** Opening DATA PROVIDED block **
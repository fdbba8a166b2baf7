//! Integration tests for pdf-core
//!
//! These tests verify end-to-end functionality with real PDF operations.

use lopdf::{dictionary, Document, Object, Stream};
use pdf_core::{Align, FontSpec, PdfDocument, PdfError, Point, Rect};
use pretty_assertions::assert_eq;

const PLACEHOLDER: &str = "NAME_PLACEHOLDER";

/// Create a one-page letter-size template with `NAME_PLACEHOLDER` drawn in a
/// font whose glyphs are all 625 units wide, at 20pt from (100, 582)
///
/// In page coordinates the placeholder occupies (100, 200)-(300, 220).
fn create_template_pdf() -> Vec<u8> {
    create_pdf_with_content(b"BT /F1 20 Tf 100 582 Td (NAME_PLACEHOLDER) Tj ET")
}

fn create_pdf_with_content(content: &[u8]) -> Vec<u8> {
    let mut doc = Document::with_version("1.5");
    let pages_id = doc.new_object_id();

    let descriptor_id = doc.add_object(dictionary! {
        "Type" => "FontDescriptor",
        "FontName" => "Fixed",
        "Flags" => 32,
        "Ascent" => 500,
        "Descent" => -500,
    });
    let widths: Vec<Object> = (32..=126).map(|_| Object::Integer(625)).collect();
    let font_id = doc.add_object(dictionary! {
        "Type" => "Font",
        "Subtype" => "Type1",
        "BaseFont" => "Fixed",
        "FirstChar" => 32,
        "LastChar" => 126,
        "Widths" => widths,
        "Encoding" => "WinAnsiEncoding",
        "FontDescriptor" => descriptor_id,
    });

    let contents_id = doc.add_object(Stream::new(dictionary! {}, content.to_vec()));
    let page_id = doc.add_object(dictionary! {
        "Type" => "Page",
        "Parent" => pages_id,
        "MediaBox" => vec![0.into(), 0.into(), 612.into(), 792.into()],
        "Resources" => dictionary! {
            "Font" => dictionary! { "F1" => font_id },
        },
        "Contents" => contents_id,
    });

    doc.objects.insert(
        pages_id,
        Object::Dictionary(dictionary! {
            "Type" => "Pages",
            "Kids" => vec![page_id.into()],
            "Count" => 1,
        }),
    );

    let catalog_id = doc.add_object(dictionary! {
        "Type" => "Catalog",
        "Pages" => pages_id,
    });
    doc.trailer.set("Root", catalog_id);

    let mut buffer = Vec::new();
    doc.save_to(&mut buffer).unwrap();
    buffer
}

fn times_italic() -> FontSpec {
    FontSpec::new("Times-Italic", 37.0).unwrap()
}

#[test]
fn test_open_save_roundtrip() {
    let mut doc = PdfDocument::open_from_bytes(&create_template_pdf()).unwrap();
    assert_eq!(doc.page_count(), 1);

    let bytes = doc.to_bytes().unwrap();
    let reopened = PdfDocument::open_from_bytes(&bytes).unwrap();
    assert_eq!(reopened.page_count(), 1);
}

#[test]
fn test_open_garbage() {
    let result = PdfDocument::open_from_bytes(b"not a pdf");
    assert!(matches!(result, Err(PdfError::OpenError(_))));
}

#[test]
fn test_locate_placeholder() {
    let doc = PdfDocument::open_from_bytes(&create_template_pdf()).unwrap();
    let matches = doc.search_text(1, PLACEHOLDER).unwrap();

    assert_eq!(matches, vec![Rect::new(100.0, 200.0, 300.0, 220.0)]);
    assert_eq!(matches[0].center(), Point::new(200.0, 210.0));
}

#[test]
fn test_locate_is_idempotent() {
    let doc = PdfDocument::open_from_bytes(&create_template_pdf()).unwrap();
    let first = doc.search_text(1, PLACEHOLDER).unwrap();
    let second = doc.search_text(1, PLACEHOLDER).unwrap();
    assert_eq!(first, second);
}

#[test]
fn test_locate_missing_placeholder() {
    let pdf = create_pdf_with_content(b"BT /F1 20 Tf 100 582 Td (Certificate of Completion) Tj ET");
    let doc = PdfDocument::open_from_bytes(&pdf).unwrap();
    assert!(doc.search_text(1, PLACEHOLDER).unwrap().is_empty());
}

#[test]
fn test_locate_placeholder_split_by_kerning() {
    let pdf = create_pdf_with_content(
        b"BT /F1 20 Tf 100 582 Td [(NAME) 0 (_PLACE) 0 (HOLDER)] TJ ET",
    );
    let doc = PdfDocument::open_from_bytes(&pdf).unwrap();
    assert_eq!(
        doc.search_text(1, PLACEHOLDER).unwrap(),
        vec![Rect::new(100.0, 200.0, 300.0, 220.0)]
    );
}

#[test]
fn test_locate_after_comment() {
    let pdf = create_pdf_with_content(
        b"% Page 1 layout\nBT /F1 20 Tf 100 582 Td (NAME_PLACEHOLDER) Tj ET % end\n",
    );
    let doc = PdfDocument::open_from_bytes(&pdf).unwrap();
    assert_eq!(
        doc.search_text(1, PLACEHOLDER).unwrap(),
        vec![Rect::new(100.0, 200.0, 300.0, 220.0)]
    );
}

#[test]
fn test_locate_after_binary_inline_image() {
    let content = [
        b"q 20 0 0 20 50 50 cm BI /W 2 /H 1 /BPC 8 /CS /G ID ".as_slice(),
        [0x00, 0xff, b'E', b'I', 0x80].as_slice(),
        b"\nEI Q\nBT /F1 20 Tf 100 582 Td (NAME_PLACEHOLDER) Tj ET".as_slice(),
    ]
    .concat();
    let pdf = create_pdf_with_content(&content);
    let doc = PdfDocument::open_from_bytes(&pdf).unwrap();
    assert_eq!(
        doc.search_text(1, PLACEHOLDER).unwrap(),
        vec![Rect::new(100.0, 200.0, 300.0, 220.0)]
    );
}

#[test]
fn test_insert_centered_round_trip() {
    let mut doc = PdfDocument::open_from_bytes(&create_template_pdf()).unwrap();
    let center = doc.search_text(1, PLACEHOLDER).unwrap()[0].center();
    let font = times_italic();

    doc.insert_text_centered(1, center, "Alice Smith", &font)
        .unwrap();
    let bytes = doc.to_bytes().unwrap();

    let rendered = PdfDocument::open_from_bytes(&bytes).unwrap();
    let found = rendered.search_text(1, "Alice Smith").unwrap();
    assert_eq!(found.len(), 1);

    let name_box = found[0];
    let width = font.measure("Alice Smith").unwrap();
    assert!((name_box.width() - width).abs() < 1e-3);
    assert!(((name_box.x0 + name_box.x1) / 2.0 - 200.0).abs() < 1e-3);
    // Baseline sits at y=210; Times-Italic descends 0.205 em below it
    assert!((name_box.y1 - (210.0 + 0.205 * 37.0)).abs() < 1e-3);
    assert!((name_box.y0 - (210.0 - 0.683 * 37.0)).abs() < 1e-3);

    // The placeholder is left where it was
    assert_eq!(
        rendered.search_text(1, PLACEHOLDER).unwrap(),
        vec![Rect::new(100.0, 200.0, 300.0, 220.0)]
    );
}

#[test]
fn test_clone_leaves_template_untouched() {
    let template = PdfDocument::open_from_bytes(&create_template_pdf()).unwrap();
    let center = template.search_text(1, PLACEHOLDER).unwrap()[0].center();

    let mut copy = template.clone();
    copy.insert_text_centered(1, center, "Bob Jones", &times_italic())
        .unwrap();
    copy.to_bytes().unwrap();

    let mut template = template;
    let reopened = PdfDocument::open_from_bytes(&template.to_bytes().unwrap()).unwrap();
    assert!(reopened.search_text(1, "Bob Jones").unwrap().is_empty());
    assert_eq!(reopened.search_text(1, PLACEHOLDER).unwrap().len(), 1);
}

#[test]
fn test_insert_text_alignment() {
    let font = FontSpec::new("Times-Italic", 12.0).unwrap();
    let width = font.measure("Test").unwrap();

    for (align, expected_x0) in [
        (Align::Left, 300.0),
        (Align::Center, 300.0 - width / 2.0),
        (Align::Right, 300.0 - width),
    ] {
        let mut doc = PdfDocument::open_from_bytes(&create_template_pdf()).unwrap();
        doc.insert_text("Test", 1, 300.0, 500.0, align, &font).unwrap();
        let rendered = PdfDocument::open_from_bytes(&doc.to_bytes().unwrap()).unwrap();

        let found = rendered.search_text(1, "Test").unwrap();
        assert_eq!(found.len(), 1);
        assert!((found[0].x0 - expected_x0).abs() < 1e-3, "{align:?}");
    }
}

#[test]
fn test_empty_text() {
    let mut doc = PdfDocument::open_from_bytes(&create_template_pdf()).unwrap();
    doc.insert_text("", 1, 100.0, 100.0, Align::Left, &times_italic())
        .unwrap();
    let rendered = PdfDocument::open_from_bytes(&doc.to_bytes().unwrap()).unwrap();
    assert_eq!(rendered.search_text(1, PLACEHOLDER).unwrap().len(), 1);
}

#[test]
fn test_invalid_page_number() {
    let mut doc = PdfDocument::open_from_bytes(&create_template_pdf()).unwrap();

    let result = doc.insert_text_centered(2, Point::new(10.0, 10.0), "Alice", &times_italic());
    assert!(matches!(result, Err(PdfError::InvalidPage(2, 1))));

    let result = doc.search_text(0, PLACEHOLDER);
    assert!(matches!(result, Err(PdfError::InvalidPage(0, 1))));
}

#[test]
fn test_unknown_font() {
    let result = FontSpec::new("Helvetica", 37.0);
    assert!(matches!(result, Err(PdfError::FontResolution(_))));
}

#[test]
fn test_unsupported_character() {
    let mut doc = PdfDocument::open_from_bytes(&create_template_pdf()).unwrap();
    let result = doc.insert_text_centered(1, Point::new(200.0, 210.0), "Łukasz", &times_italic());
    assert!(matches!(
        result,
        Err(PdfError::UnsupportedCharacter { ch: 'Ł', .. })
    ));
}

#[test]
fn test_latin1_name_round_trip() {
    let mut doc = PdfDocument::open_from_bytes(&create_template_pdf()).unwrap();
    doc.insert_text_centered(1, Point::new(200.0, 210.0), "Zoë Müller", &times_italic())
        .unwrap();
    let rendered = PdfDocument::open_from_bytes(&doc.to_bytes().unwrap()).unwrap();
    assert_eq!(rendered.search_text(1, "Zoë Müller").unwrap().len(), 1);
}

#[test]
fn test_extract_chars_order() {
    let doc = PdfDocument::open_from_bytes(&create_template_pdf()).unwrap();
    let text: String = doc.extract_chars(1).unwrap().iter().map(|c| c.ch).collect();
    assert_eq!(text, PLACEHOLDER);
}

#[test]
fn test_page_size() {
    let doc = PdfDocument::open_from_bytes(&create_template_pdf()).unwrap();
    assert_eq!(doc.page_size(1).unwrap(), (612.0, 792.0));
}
** Closing DATA PROVIDED block **
# TASK STATEMENT
Examine the data above and state how many of its lines contain the word "collect", with no further remarks.

# SOLUTION TO THIS EXERCISE
2